- [TRY IT]
The number of lines in the entries below holding the word "impl" is all that is needed here.

*** PROVIDED DATA ***

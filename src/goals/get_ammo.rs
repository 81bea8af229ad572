//! Ammo-seeking composite goal

use crate::core::config::config;
use crate::core::types::{ItemKind, TimeMs};
use crate::goals::goal::{AgentContext, Goal, GoalKind, GoalReason, GoalStatus};
use crate::goals::interrupt::InterruptPolicy;
use crate::goals::priority::GoalPriority;
use crate::goals::seek::{ItemSeek, SeekStep};
use crate::world::AgentState;

/// Ammo ratio above which a resupply run is not worth starting
const AMMO_COMFORTABLE: f32 = 0.5;

/// Find, reserve and collect the nearest ammo pickup
pub struct GetAmmoGoal {
    status: GoalStatus,
    policy: InterruptPolicy,
    seek: ItemSeek,
    ammo_at_activation: u32,
    cooldown_until: TimeMs,
    outcome: Option<GoalReason>,
    notified: bool,
}

impl GetAmmoGoal {
    pub fn new() -> Self {
        Self {
            status: GoalStatus::Inactive,
            policy: InterruptPolicy::resource(),
            seek: ItemSeek::new(ItemKind::Ammo),
            ammo_at_activation: 0,
            cooldown_until: 0,
            outcome: None,
            notified: false,
        }
    }

    fn finish(&mut self, status: GoalStatus, reason: GoalReason) {
        self.status = status;
        self.outcome = Some(reason);
    }

    fn fail(&mut self, reason: GoalReason, now: TimeMs) {
        self.cooldown_until = now.saturating_add(config().seek_retry_backoff_ms);
        self.finish(GoalStatus::Failed, reason);
        tracing::debug!(%reason, "ammo goal failed");
    }
}

impl Default for GetAmmoGoal {
    fn default() -> Self {
        Self::new()
    }
}

impl Goal for GetAmmoGoal {
    fn kind(&self) -> GoalKind {
        GoalKind::GetAmmo
    }

    fn status(&self) -> GoalStatus {
        self.status
    }

    fn priority(&self, agent: &AgentState) -> GoalPriority {
        let cfg = config();
        let ratio = agent.weakest_ammo_ratio();
        if agent.total_ammo() == 0 {
            GoalPriority::ResourceCritical
        } else if ratio <= cfg.ammo_combat_threshold && agent.in_combat {
            GoalPriority::ResourceHigh
        } else if ratio <= cfg.ammo_low_threshold {
            GoalPriority::ResourceHigh
        } else if ratio <= AMMO_COMFORTABLE {
            GoalPriority::ResourceNormal
        } else {
            GoalPriority::Idle
        }
    }

    fn policy(&self) -> &InterruptPolicy {
        &self.policy
    }

    fn at_critical_phase(&self) -> bool {
        self.seek.is_waiting()
    }

    /// A bot with an empty gun has nothing to interrupt the run for, so
    /// zero total ammo tightens protection. Exceptions: critical health
    /// (a dying bot picks the medkit) and taking fire.
    fn can_interrupt(&self, agent: &AgentState, now: TimeMs) -> bool {
        if agent.under_fire {
            return true;
        }
        if agent.total_ammo() == 0
            && agent.health_ratio() > config().health_critical_threshold
        {
            return false;
        }
        self.policy.can_interrupt(now, self.at_critical_phase(), false)
    }

    fn ready(&self, now: TimeMs) -> bool {
        now >= self.cooldown_until
    }

    fn activate(&mut self, ctx: &mut AgentContext) {
        self.status = GoalStatus::Active;
        self.outcome = None;
        self.notified = false;
        self.seek.reset();

        if ctx.now < self.cooldown_until {
            self.finish(GoalStatus::Failed, GoalReason::CoolingDown);
            return;
        }
        if ctx.agent.weakest_ammo_ratio() > config().ammo_low_threshold {
            self.finish(GoalStatus::Completed, GoalReason::NeedAlreadyMet);
            return;
        }

        self.ammo_at_activation = ctx.agent.total_ammo();
        match self.seek.start(ctx) {
            Ok(()) => self.policy.on_activated(ctx.now),
            Err(reason) => self.fail(reason, ctx.now),
        }
    }

    fn execute(&mut self, ctx: &mut AgentContext) -> GoalStatus {
        if self.status != GoalStatus::Active {
            return self.status;
        }

        if ctx.agent.total_ammo() > self.ammo_at_activation {
            self.finish(GoalStatus::Completed, GoalReason::ResourceGained);
            return self.status;
        }

        match self.seek.step(ctx) {
            SeekStep::InProgress => GoalStatus::Active,
            SeekStep::Failed(reason) => {
                self.fail(reason, ctx.now);
                self.status
            }
        }
    }

    fn terminate(&mut self, ctx: &mut AgentContext) {
        self.seek.release(ctx);
        ctx.movement.terminate();
        self.policy.on_terminated();
        if !self.notified {
            self.notified = true;
            let reason = self.outcome.unwrap_or(GoalReason::Preempted);
            ctx.sink
                .on_goal_completed(ctx.agent.id, self.kind(), reason.is_success(), reason);
        }
        if self.status == GoalStatus::Active {
            self.status = GoalStatus::Inactive;
        }
    }
}
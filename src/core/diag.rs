//! Per-agent throttled diagnostics
//!
//! Goals emit the same warning every tick while stuck (no reachable item,
//! lease lost, navmesh projection failing). `DiagnosticsContext` rate-limits
//! those per key so the log stays readable. Each agent owns one; there is
//! no ambient global state.

use ahash::AHashMap;

use crate::core::config::config;
use crate::core::types::TimeMs;

/// Throttles repeated warnings by string key
#[derive(Debug, Default)]
pub struct DiagnosticsContext {
    last_emitted: AHashMap<&'static str, TimeMs>,
}

impl DiagnosticsContext {
    pub fn new() -> Self {
        Self::default()
    }

    /// Returns true (and records the emission) if `key` has not fired within
    /// the throttle window. Callers log only when this returns true.
    pub fn should_emit(&mut self, key: &'static str, now: TimeMs) -> bool {
        let window = config().diag_throttle_ms;
        match self.last_emitted.get(key) {
            Some(&last) if now < last.saturating_add(window) => false,
            _ => {
                self.last_emitted.insert(key, now);
                true
            }
        }
    }

    /// Emit a throttled warning through tracing
    pub fn warn(&mut self, key: &'static str, now: TimeMs, message: &str) {
        if self.should_emit(key, now) {
            tracing::warn!(key, "{message}");
        }
    }
}

#[cfg(test)]
mod tests {
    use super::*;

    #[test]
    fn test_first_emission_passes() {
        let mut diag = DiagnosticsContext::new();
        assert!(diag.should_emit("no_item", 0));
    }

    #[test]
    fn test_repeat_within_window_suppressed() {
        let mut diag = DiagnosticsContext::new();
        assert!(diag.should_emit("no_item", 0));
        assert!(!diag.should_emit("no_item", 100));
        assert!(!diag.should_emit("no_item", 4_999));
    }

    #[test]
    fn test_repeat_after_window_passes() {
        let mut diag = DiagnosticsContext::new();
        assert!(diag.should_emit("no_item", 0));
        assert!(diag.should_emit("no_item", 5_000));
    }

    #[test]
    fn test_keys_throttle_independently() {
        let mut diag = DiagnosticsContext::new();
        assert!(diag.should_emit("no_item", 0));
        assert!(diag.should_emit("lease_lost", 1));
    }
}
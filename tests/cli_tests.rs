//! CLI command tests: exercise the command functions directly on fixture
//! and temp files.

use std::io::Write;
use std::path::PathBuf;
use tally::cli::{commands, AnalyzeOptions, OutputFormat};
use tempfile::TempDir;

fn options() -> AnalyzeOptions {
    AnalyzeOptions {
        filter_column: None,
        filter_value: None,
        sort_column: None,
        date_column: None,
        columns: None,
        format: OutputFormat::Table,
        verbose: false,
    }
}

fn write_csv(dir: &TempDir, name: &str, content: &str) -> PathBuf {
    let path = dir.path().join(name);
    let mut file = std::fs::File::create(&path).unwrap();
    file.write_all(content.as_bytes()).unwrap();
    path
}

// ═══════════════════════════════════════════════════════════════════════════
// ANALYZE COMMAND TESTS
// ═══════════════════════════════════════════════════════════════════════════

#[test]
fn test_analyze_basic() {
    let result = commands::analyze(PathBuf::from("test-data/sales.csv"), options());
    assert!(result.is_ok(), "Analyze should succeed on valid file");
}

#[test]
fn test_analyze_verbose() {
    let mut opts = options();
    opts.verbose = true;
    let result = commands::analyze(PathBuf::from("test-data/sales.csv"), opts);
    assert!(result.is_ok(), "Analyze verbose should succeed");
}

#[test]
fn test_analyze_nonexistent_file() {
    let result = commands::analyze(PathBuf::from("nonexistent.csv"), options());
    assert!(result.is_err(), "Analyze should fail on nonexistent file");
}

#[test]
fn test_analyze_with_filter_and_dates() {
    let mut opts = options();
    opts.filter_column = Some("region".to_string());
    opts.filter_value = Some("east".to_string());
    opts.date_column = Some("date".to_string());
    opts.columns = Some(vec!["amount".to_string(), "qty".to_string()]);

    let result = commands::analyze(PathBuf::from("test-data/sales.csv"), opts);
    assert!(result.is_ok());
}

#[test]
fn test_analyze_unknown_filter_column_fails() {
    let mut opts = options();
    opts.filter_column = Some("ghost".to_string());
    opts.filter_value = Some("x".to_string());

    let result = commands::analyze(PathBuf::from("test-data/sales.csv"), opts);
    assert!(result.is_err(), "Unknown filter column should be an error");
}

#[test]
fn test_analyze_empty_flags_disable_features() {
    // Empty strings come from blank form fields / empty shell vars and
    // must behave like the flag was not given at all.
    let mut opts = options();
    opts.filter_column = Some(String::new());
    opts.filter_value = Some(String::new());
    opts.sort_column = Some(String::new());
    opts.date_column = Some(String::new());

    let result = commands::analyze(PathBuf::from("test-data/sales.csv"), opts);
    assert!(result.is_ok());
}

#[test]
fn test_analyze_json_format() {
    let mut opts = options();
    opts.format = OutputFormat::Json;
    opts.columns = Some(vec!["amount".to_string()]);

    let result = commands::analyze(PathBuf::from("test-data/amounts.csv"), opts);
    assert!(result.is_ok());
}

#[test]
fn test_analyze_all_text_file() {
    let dir = TempDir::new().unwrap();
    let path = write_csv(&dir, "text.csv", "name,city\nAlice,NYC\nBob,LA\n");

    let result = commands::analyze(path, options());
    assert!(result.is_ok(), "No numeric columns is a warning, not an error");
}

#[test]
fn test_analyze_empty_data_file() {
    let dir = TempDir::new().unwrap();
    let path = write_csv(&dir, "empty.csv", "a,b,c\n");

    let result = commands::analyze(path, options());
    assert!(result.is_ok());
}

// ═══════════════════════════════════════════════════════════════════════════
// COLUMNS COMMAND TESTS
// ═══════════════════════════════════════════════════════════════════════════

#[test]
fn test_columns_basic() {
    let result = commands::columns(PathBuf::from("test-data/sales.csv"));
    assert!(result.is_ok());
}

#[test]
fn test_columns_nonexistent() {
    let result = commands::columns(PathBuf::from("nonexistent.csv"));
    assert!(result.is_err());
}

// ═══════════════════════════════════════════════════════════════════════════
// HISTOGRAM COMMAND TESTS
// ═══════════════════════════════════════════════════════════════════════════

#[test]
fn test_histogram_basic() {
    let result = commands::histogram(
        PathBuf::from("test-data/amounts.csv"),
        Some(vec!["id".to_string()]),
        10,
    );
    assert!(result.is_ok());
}

#[test]
fn test_histogram_mixed_column_is_skipped() {
    // "amount" holds an "x", which disqualifies the whole column; the
    // command still succeeds and reports the warning.
    let result = commands::histogram(
        PathBuf::from("test-data/amounts.csv"),
        Some(vec!["amount".to_string()]),
        10,
    );
    assert!(result.is_ok());
}

#[test]
fn test_histogram_zero_bins_rejected() {
    let result = commands::histogram(PathBuf::from("test-data/amounts.csv"), None, 0);
    assert!(result.is_err());
}

#[test]
fn test_histogram_nonexistent_file() {
    let result = commands::histogram(PathBuf::from("nonexistent.csv"), None, 10);
    assert!(result.is_err());
}

// ═══════════════════════════════════════════════════════════════════════════
// WATCH COMMAND TESTS
// ═══════════════════════════════════════════════════════════════════════════

#[test]
fn test_watch_nonexistent_file_fails_fast() {
    let result = commands::watch(PathBuf::from("nonexistent.csv"), options());
    assert!(result.is_err(), "Watch should refuse a missing file");
}
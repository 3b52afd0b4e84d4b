//! Numeric kernels for column statistics.
//!
//! All functions take the parsed values of one column. Callers guarantee
//! non-empty input for `mean` and `median`; `mode` and `sample_std_dev`
//! express their undefined cases as `None`.

use std::collections::HashMap;

pub fn mean(values: &[f64]) -> f64 {
    values.iter().sum::<f64>() / values.len() as f64
}

/// Middle element, or the average of the two middle elements.
pub fn median(values: &[f64]) -> f64 {
    let mut sorted = values.to_vec();
    sorted.sort_by(f64::total_cmp);

    let mid = sorted.len() / 2;
    if sorted.len() % 2 == 1 {
        sorted[mid]
    } else {
        (sorted[mid - 1] + sorted[mid]) / 2.0
    }
}

/// The unique most-frequent value, or `None` when the maximum frequency is
/// shared by more than one value ("No mode").
pub fn mode(values: &[f64]) -> Option<f64> {
    let mut counts: HashMap<u64, (f64, usize)> = HashMap::new();
    for &v in values {
        counts.entry(v.to_bits()).or_insert((v, 0)).1 += 1;
    }

    let max_count = counts.values().map(|&(_, n)| n).max()?;
    let mut at_max = counts.values().filter(|&&(_, n)| n == max_count);

    match (at_max.next(), at_max.next()) {
        (Some(&(value, _)), None) => Some(value),
        _ => None,
    }
}

/// Sample standard deviation (Bessel-corrected, divides by N−1).
///
/// Undefined for fewer than two values.
pub fn sample_std_dev(values: &[f64]) -> Option<f64> {
    if values.len() < 2 {
        return None;
    }

    let m = mean(values);
    let variance =
        values.iter().map(|v| (v - m).powi(2)).sum::<f64>() / (values.len() - 1) as f64;
    Some(variance.sqrt())
}
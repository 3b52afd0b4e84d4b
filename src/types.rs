use chrono::NaiveDate;
use serde::Serialize;
use std::fmt;

//==============================================================================
// Input Model
//==============================================================================

/// An in-memory CSV table: one header row plus data rows.
///
/// Rows are positionally aligned to the header. Duplicate header names are
/// kept as-is; lookups resolve to the first matching position.
#[derive(Debug, Clone)]
pub struct Table {
    pub header: Vec<String>,
    pub rows: Vec<Vec<String>>,
}

impl Table {
    pub fn new(header: Vec<String>, rows: Vec<Vec<String>>) -> Self {
        Self { header, rows }
    }

    /// Index of the first header column with this name.
    pub fn find_column(&self, name: &str) -> Option<usize> {
        self.header.iter().position(|h| h == name)
    }

    pub fn row_count(&self) -> usize {
        self.rows.len()
    }

    pub fn is_empty(&self) -> bool {
        self.rows.is_empty()
    }
}

/// Analysis configuration, decoupled from any presentation layer.
///
/// Empty strings are normalized to `None` at the CLI boundary, so a set
/// field is always non-empty here. Filtering only activates when both the
/// filter column and the filter value are present.
#[derive(Debug, Clone, Default)]
pub struct AnalysisConfig {
    pub filter_column: Option<String>,
    pub filter_value: Option<String>,
    pub sort_column: Option<String>,
    pub date_column: Option<String>,
    /// Column names selected for numeric analysis, iterated in header order.
    pub columns: Vec<String>,
}

impl AnalysisConfig {
    pub fn new(columns: Vec<String>) -> Self {
        Self {
            columns,
            ..Self::default()
        }
    }

    pub fn with_filter(mut self, column: impl Into<String>, value: impl Into<String>) -> Self {
        self.filter_column = Some(column.into());
        self.filter_value = Some(value.into());
        self
    }

    pub fn with_sort(mut self, column: impl Into<String>) -> Self {
        self.sort_column = Some(column.into());
        self
    }

    pub fn with_date_column(mut self, column: impl Into<String>) -> Self {
        self.date_column = Some(column.into());
        self
    }

    /// Filtering requires both a column and a value.
    pub fn filter(&self) -> Option<(&str, &str)> {
        match (self.filter_column.as_deref(), self.filter_value.as_deref()) {
            (Some(c), Some(v)) => Some((c, v)),
            _ => None,
        }
    }
}

//==============================================================================
// Output Model
//==============================================================================

/// Summary statistics for one numeric column.
#[derive(Debug, Clone, PartialEq, Serialize)]
pub struct ColumnSummary {
    pub column: String,
    /// Count of values that parsed as numbers and entered the statistics.
    pub count: usize,
    pub mean: f64,
    pub min: f64,
    pub max: f64,
    pub median: f64,
    /// `None` when no unique most-frequent value exists ("No mode").
    pub mode: Option<f64>,
    /// Sample standard deviation (Bessel-corrected).
    pub std_dev: f64,
}

/// Oldest and newest date found in the configured date column.
#[derive(Debug, Clone, PartialEq, Eq, Serialize)]
pub struct DateRange {
    pub column: String,
    pub oldest: NaiveDate,
    pub newest: NaiveDate,
}

/// Everything one analysis run produced.
#[derive(Debug, Clone, Serialize)]
pub struct AnalysisReport {
    pub summaries: Vec<ColumnSummary>,
    pub date_range: Option<DateRange>,
    pub warnings: Vec<Warning>,
}

impl AnalysisReport {
    pub fn has_results(&self) -> bool {
        !self.summaries.is_empty() || self.date_range.is_some()
    }
}

//==============================================================================
// Warnings
//==============================================================================

/// Recoverable diagnostics collected during a run.
///
/// Every skipped row, skipped column, and aborted stage is reported here
/// rather than printed, so any front end can render them uniformly.
#[derive(Debug, Clone, PartialEq, Eq, Serialize)]
#[serde(tag = "kind", rename_all = "snake_case")]
pub enum Warning {
    /// A value failed to parse as a number; the row was excluded from that
    /// column's statistics.
    NonNumericValue { column: String, value: String },
    /// A numeric column had zero parseable values left.
    NoNumericData { column: String },
    /// A single parsed value: sample standard deviation is undefined.
    SingleValue { column: String },
    /// No selected column classified as numeric.
    NoNumericColumns,
    /// A selected column name is absent from the header.
    SelectedColumnMissing { column: String },
    /// Empty date field; row skipped.
    MissingDate { column: String },
    /// Date did not match YYYY-MM-DD or is not a real calendar date.
    InvalidDate { column: String, value: String },
    /// The date column produced zero parseable dates.
    NoValidDates { column: String },
    /// The configured date column is absent; date analysis skipped.
    DateColumnMissing { column: String },
    /// Histogram input column has values that do not all parse as numbers.
    NotPlottable { column: String },
}

impl fmt::Display for Warning {
    fn fmt(&self, f: &mut fmt::Formatter<'_>) -> fmt::Result {
        match self {
            Warning::NonNumericValue { column, value } => write!(
                f,
                "Non-numerical value '{value}' in column '{column}', row skipped"
            ),
            Warning::NoNumericData { column } => write!(
                f,
                "Column '{column}' contains no numerical data after error handling"
            ),
            Warning::SingleValue { column } => write!(
                f,
                "Column '{column}' has a single numeric value, standard deviation undefined"
            ),
            Warning::NoNumericColumns => write!(f, "No numerical columns found"),
            Warning::SelectedColumnMissing { column } => {
                write!(f, "Selected column '{column}' not found, skipped")
            }
            Warning::MissingDate { column } => {
                write!(f, "Missing date in column '{column}', row skipped")
            }
            Warning::InvalidDate { column, value } => write!(
                f,
                "Invalid date format '{value}' in column '{column}', row skipped"
            ),
            Warning::NoValidDates { column } => {
                write!(f, "No valid dates for analysis in column '{column}'")
            }
            Warning::DateColumnMissing { column } => {
                write!(f, "Column '{column}' not found, date analysis skipped")
            }
            Warning::NotPlottable { column } => write!(
                f,
                "Column '{column}' contains non-numerical data and cannot be plotted"
            ),
        }
    }
}
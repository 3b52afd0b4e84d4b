//! CSV loading: file on disk → in-memory [`Table`].
//!
//! The table is re-read on every invocation; nothing is cached across runs.

use crate::error::TallyResult;
use crate::types::Table;
use csv::ReaderBuilder;
use std::fs;
use std::path::Path;
use tracing::debug;

/// Read a CSV file into a [`Table`]. First record is the header.
///
/// Input is decoded as UTF-8 with a lossy fallback, so a stray non-UTF-8
/// byte degrades to a replacement character instead of failing the load.
pub fn read_table(path: &Path) -> TallyResult<Table> {
    let bytes = fs::read(path)?;
    let content = String::from_utf8_lossy(&bytes);
    let table = parse_table(&content)?;
    debug!(
        path = %path.display(),
        columns = table.header.len(),
        rows = table.row_count(),
        "loaded CSV"
    );
    Ok(table)
}

/// Parse CSV content. Comma-delimited, standard quoting rules.
///
/// Records are padded or truncated to the header length so positional
/// access is always in bounds downstream.
pub fn parse_table(content: &str) -> TallyResult<Table> {
    let mut reader = ReaderBuilder::new()
        .delimiter(b',')
        .flexible(true)
        .from_reader(content.as_bytes());

    let header: Vec<String> = reader.headers()?.iter().map(str::to_string).collect();
    let width = header.len();

    let mut rows = Vec::new();
    for record in reader.records() {
        let record = record?;
        let mut row: Vec<String> = record.iter().take(width).map(str::to_string).collect();
        row.resize(width, String::new());
        rows.push(row);
    }

    Ok(Table::new(header, rows))
}
//! CLI command handlers

pub mod commands;

pub use commands::{analyze, columns, histogram, watch, AnalyzeOptions, OutputFormat};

*** End of PROVIDED DATA ***

- [REPLY TO THE TASK]
11